Content starts

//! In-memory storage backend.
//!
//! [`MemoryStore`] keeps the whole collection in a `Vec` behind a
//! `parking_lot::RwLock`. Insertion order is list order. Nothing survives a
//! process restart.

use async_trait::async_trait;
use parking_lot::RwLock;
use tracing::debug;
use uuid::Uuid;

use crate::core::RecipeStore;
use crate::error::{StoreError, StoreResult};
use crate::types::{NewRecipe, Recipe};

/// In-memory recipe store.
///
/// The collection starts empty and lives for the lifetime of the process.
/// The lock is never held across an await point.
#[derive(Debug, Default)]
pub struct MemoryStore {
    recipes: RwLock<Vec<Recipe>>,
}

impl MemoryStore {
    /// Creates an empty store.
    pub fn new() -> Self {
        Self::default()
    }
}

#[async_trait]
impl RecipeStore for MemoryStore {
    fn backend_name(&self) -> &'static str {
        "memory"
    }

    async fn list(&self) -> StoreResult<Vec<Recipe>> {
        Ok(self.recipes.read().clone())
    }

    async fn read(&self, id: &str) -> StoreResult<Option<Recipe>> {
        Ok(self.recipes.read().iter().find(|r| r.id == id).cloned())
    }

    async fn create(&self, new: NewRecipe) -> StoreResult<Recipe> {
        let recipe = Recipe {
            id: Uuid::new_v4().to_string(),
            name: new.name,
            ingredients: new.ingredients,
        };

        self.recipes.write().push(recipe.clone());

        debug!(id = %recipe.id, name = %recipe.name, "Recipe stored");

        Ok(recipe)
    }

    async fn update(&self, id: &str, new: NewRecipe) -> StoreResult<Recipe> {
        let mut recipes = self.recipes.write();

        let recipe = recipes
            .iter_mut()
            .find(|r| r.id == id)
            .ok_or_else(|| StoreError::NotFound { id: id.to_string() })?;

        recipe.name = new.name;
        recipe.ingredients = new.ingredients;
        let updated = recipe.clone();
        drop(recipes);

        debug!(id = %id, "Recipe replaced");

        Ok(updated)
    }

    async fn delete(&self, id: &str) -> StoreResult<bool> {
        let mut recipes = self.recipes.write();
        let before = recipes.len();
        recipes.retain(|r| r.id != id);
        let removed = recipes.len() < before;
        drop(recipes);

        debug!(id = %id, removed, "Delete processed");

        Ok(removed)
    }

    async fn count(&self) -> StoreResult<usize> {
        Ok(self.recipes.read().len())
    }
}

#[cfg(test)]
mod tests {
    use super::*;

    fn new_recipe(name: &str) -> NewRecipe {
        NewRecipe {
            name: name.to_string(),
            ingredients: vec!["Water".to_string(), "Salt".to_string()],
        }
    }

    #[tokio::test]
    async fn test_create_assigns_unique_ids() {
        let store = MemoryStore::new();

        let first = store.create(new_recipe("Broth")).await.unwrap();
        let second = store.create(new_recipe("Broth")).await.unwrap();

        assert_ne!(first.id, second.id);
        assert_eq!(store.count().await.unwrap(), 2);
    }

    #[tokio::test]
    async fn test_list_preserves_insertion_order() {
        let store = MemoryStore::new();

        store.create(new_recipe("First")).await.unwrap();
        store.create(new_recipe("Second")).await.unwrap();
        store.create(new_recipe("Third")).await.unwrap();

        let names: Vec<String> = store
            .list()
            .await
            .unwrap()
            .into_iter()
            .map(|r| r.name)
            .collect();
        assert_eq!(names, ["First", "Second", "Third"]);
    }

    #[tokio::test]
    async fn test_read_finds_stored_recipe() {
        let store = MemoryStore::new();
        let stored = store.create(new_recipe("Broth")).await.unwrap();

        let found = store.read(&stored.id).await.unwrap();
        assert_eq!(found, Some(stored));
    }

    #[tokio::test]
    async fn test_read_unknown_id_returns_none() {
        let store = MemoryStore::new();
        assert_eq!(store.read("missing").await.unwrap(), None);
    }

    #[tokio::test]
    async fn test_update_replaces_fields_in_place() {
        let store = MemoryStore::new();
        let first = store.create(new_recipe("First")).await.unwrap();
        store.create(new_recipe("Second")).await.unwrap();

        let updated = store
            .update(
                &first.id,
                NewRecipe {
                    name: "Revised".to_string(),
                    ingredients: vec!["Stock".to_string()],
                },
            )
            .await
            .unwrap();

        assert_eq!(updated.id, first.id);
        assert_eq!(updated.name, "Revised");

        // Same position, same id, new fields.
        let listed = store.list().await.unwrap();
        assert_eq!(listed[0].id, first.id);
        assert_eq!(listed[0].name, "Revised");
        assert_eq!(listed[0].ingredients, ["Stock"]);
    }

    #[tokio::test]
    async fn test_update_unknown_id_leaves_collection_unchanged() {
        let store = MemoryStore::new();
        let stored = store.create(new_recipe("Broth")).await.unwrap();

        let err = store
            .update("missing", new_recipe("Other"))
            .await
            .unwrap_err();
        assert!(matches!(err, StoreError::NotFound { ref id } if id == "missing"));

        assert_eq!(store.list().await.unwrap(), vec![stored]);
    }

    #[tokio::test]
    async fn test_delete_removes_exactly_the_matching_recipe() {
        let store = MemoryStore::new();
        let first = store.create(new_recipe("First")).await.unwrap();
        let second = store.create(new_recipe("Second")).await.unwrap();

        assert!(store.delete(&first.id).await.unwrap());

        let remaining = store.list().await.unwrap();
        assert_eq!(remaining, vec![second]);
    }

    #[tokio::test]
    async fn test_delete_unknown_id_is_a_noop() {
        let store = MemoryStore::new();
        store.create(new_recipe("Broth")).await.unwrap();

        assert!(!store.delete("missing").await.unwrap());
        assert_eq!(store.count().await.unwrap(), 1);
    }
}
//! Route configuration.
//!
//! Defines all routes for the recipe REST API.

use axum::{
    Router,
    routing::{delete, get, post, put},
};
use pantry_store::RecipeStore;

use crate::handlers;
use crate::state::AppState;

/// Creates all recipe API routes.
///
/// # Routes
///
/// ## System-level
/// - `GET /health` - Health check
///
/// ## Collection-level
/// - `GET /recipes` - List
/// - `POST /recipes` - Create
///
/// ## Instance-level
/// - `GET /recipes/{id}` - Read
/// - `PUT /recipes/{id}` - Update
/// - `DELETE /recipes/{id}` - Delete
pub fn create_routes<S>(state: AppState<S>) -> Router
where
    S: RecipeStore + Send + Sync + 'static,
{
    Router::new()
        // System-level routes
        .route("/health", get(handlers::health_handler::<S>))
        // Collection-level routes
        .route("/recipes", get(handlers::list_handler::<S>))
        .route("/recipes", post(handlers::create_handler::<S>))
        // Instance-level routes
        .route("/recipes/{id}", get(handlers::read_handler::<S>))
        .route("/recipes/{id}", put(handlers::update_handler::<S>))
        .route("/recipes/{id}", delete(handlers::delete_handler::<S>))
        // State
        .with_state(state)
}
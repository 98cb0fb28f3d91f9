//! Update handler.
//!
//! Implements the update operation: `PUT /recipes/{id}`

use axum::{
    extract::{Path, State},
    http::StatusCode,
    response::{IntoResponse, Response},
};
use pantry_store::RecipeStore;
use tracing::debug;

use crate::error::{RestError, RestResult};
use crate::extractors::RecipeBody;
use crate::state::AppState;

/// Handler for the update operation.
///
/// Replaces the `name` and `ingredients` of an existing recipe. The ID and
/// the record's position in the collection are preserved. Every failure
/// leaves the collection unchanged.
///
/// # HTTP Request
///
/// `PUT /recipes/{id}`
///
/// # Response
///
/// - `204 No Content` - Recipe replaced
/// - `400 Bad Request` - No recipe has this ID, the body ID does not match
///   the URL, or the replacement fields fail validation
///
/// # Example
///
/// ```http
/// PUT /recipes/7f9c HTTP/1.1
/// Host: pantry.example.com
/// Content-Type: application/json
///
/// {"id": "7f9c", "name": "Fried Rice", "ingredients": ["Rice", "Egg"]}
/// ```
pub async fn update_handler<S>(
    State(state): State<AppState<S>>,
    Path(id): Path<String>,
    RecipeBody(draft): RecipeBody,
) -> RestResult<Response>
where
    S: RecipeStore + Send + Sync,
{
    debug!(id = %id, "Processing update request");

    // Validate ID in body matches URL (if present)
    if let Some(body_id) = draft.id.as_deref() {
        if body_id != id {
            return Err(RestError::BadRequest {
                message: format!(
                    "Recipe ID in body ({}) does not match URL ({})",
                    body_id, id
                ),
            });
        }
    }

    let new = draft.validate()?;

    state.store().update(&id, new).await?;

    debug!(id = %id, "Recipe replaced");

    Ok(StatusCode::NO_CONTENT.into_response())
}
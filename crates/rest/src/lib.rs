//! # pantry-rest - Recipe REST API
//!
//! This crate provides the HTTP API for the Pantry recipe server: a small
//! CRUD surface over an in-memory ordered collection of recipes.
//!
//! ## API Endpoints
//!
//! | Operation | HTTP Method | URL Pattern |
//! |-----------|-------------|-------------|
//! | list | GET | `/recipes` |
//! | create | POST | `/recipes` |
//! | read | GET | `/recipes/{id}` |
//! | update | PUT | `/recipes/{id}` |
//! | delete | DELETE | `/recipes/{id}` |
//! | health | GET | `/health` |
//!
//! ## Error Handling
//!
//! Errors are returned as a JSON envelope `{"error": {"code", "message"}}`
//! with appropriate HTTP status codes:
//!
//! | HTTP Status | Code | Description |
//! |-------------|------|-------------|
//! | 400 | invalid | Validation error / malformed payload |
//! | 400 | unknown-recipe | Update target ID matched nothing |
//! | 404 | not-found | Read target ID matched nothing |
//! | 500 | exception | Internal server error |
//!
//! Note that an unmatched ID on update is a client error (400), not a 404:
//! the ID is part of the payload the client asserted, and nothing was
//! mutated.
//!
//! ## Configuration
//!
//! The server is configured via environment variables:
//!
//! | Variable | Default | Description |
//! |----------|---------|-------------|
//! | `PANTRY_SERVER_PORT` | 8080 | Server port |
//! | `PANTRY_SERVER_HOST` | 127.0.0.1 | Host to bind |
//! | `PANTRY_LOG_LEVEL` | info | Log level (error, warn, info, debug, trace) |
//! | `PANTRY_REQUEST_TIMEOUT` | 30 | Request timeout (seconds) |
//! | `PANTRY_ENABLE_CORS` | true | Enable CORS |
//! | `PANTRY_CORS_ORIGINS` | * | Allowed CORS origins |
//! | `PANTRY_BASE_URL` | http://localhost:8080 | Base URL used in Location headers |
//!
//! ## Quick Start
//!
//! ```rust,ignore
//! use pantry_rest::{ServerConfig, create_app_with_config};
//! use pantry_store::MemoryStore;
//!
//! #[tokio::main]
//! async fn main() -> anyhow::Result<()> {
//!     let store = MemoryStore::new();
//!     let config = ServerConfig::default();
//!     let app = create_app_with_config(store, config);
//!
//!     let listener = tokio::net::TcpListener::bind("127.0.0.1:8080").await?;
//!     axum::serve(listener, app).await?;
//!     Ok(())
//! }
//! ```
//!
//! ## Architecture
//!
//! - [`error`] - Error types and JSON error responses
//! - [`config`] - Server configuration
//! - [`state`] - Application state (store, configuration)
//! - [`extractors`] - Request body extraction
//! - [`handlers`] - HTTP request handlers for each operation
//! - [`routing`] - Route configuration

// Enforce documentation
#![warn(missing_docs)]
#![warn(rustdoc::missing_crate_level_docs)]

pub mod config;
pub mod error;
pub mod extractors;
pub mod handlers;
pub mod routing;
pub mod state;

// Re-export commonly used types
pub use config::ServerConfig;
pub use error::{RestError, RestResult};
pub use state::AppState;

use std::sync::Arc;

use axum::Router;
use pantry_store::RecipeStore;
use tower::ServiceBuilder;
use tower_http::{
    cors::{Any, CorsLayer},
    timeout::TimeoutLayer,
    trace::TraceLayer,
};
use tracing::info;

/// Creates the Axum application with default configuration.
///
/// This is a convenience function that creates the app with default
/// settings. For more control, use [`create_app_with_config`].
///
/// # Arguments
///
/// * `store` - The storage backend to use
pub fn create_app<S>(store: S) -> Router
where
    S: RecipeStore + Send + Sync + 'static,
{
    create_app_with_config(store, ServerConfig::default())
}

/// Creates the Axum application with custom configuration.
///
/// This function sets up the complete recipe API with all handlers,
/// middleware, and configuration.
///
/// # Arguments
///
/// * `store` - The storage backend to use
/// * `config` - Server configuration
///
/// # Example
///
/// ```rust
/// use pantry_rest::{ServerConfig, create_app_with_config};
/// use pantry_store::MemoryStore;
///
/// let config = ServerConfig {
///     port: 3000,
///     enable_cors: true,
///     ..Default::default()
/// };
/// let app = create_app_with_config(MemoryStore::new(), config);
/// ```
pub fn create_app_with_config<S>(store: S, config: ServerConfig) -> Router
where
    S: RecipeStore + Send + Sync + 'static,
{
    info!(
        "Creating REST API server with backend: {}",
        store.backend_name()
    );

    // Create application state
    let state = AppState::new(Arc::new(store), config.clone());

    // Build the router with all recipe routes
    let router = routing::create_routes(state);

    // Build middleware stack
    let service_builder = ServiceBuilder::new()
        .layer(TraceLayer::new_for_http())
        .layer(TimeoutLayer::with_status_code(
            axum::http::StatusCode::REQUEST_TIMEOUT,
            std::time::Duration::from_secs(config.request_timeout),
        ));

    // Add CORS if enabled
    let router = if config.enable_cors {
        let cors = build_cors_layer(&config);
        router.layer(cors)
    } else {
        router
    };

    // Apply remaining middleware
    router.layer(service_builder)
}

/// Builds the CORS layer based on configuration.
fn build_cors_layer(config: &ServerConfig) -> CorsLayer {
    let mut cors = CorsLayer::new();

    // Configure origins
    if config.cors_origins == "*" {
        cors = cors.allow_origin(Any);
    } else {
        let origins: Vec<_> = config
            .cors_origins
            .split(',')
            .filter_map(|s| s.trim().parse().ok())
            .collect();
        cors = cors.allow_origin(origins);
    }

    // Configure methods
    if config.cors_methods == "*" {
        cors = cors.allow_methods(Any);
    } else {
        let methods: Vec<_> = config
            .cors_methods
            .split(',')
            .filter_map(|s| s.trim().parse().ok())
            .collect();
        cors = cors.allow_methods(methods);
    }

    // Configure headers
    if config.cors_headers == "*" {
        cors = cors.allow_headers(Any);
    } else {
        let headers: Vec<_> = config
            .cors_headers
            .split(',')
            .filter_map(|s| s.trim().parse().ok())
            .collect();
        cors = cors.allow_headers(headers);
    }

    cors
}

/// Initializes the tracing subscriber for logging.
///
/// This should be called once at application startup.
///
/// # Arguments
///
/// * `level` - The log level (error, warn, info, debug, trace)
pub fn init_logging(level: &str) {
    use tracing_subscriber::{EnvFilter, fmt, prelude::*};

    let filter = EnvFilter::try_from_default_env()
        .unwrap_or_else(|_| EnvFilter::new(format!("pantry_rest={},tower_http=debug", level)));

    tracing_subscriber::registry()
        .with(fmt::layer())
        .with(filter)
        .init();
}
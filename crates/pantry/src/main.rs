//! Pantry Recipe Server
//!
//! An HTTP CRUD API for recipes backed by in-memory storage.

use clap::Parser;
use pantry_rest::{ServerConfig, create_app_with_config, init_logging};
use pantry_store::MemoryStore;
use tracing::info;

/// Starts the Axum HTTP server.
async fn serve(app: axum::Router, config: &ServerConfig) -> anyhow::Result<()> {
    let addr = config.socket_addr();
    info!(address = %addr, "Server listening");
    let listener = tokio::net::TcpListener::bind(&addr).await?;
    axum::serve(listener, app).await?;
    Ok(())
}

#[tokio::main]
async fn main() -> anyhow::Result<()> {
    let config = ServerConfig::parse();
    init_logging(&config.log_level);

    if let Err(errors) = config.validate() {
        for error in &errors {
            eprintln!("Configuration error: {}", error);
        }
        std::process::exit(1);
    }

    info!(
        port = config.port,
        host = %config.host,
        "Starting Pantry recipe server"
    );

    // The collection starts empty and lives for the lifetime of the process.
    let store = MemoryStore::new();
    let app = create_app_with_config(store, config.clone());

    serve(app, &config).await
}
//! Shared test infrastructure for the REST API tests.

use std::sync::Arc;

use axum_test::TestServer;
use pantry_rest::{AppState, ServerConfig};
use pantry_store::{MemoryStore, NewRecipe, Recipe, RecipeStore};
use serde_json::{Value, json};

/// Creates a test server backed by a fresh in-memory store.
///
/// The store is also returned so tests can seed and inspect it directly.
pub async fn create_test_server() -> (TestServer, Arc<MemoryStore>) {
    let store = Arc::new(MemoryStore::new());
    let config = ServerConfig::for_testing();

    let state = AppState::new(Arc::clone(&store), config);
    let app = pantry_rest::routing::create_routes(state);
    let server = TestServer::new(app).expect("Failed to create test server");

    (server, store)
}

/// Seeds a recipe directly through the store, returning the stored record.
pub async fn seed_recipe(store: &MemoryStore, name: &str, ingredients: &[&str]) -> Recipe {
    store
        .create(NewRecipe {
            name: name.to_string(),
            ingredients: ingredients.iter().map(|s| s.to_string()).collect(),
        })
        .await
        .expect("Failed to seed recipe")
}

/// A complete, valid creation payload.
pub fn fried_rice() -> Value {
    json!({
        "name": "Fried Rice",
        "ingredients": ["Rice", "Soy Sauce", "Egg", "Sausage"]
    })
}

Content ends

A line in the material may hold the string "anyhow". Report how many do, and write only the number.

* [EXERCISE SOLUTION] 3